(DATA Opens)

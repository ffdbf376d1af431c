// Runtime configuration.
// Loads tunables from the environment with sane defaults; only the GitHub
// token is required.

use std::env;
use std::str::FromStr;
use std::time::Duration;

use crate::error::{Error, Result};

/// GitHub REST API base URL.
pub const GITHUB_API_URL: &str = "https://api.github.com";
/// GitHub GraphQL endpoint.
pub const GITHUB_GRAPHQL_URL: &str = "https://api.github.com/graphql";

/// Default call budget: GitHub allows 5000 authenticated requests per hour.
pub const DEFAULT_RATE_LIMIT: usize = 5000;
/// Default budget window.
pub const DEFAULT_RATE_WINDOW: Duration = Duration::from_secs(3600);
/// Default cache TTL when an endpoint does not pick its own.
pub const DEFAULT_CACHE_TTL: Duration = Duration::from_secs(3600);

/// Access layer configuration.
#[derive(Debug, Clone)]
pub struct Config {
    /// Personal access token used for all API calls.
    pub github_token: String,
    /// Maximum calls admitted within one rate window.
    pub api_rate_limit: usize,
    /// Length of the sliding rate window.
    pub rate_window: Duration,
    /// Fallback TTL for cached responses.
    pub cache_ttl: Duration,
    /// Whether to try the shared cache backend before falling back to the
    /// in-process one.
    pub use_shared_cache: bool,
    /// Shared cache host.
    pub cache_host: String,
    /// Shared cache port.
    pub cache_port: u16,
    /// Key namespace on the shared backend, so several tools can share one
    /// store without colliding.
    pub cache_namespace: String,
}

impl Config {
    /// Build a configuration with defaults for everything but the token.
    pub fn new(github_token: impl Into<String>) -> Self {
        Self {
            github_token: github_token.into(),
            api_rate_limit: DEFAULT_RATE_LIMIT,
            rate_window: DEFAULT_RATE_WINDOW,
            cache_ttl: DEFAULT_CACHE_TTL,
            use_shared_cache: false,
            cache_host: "localhost".to_string(),
            cache_port: 6380,
            cache_namespace: "hubgate".to_string(),
        }
    }

    /// Load configuration from the environment.
    ///
    /// Recognized variables: `GITHUB_TOKEN` (required), `API_RATE_LIMIT`,
    /// `API_RATE_WINDOW` (seconds), `CACHE_TTL` (seconds), `CACHE_SHARED`,
    /// `CACHE_HOST`, `CACHE_PORT`, `CACHE_NAMESPACE`.
    pub fn from_env() -> Result<Self> {
        let token = env::var("GITHUB_TOKEN").map_err(|_| Error::MissingToken)?;
        let mut config = Self::new(token);

        config.api_rate_limit = env_or("API_RATE_LIMIT", config.api_rate_limit);
        config.rate_window = Duration::from_secs(env_or(
            "API_RATE_WINDOW",
            config.rate_window.as_secs(),
        ));
        config.cache_ttl = Duration::from_secs(env_or("CACHE_TTL", config.cache_ttl.as_secs()));
        config.use_shared_cache = env_or("CACHE_SHARED", config.use_shared_cache);
        if let Ok(host) = env::var("CACHE_HOST") {
            config.cache_host = host;
        }
        config.cache_port = env_or("CACHE_PORT", config.cache_port);
        if let Ok(namespace) = env::var("CACHE_NAMESPACE") {
            config.cache_namespace = namespace;
        }

        Ok(config)
    }
}

/// Parse an environment variable, falling back to `default` when the variable
/// is unset or unparseable.
fn env_or<T: FromStr>(name: &str, default: T) -> T {
    env::var(name)
        .ok()
        .and_then(|value| value.parse().ok())
        .unwrap_or(default)
}
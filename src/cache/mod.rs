// Response cache with TTL semantics.
// One manager per process routes get/set/delete to an in-process store or an
// external shared store, with one-way degradation to in-process on failure.

pub mod local;
pub mod manager;
pub mod shared;

pub use local::LocalStore;
pub use manager::{BackendKind, CacheManager};
pub use shared::SharedStore;
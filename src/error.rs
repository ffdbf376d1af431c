// Error types for the hubgate access layer.
// Handles GitHub API errors, cache backend errors, and configuration errors.

use thiserror::Error;

#[derive(Error, Debug)]
pub enum Error {
    #[error("GitHub API error: {0}")]
    Api(#[from] reqwest::Error),

    #[error("Authentication failed: invalid or expired token")]
    Unauthorized,

    #[error("Resource not found: {0}")]
    NotFound(String),

    #[error("Server rate limit exceeded, resets at {reset_at}")]
    RateLimited { reset_at: String },

    #[error("Missing GITHUB_TOKEN environment variable")]
    MissingToken,

    #[error("JSON parsing error: {0}")]
    Json(#[from] serde_json::Error),

    #[error("GraphQL error: {0}")]
    GraphQl(String),

    #[error("{0}")]
    Other(String),
}

pub type Result<T> = std::result::Result<T, Error>;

(DATA Closes)

→ ACTIVITY:
All lines above that include the word "Duration" should be located and copied.

→ RESPONSE FOR THIS EXERCISE:
use std::time::Duration;
pub const DEFAULT_RATE_WINDOW: Duration = Duration::from_secs(3600);
pub const DEFAULT_CACHE_TTL: Duration = Duration::from_secs(3600);
    pub rate_window: Duration,
    pub cache_ttl: Duration,
        config.rate_window = Duration::from_secs(env_or(
        config.cache_ttl = Duration::from_secs(env_or("CACHE_TTL", config.cache_ttl.as_secs()));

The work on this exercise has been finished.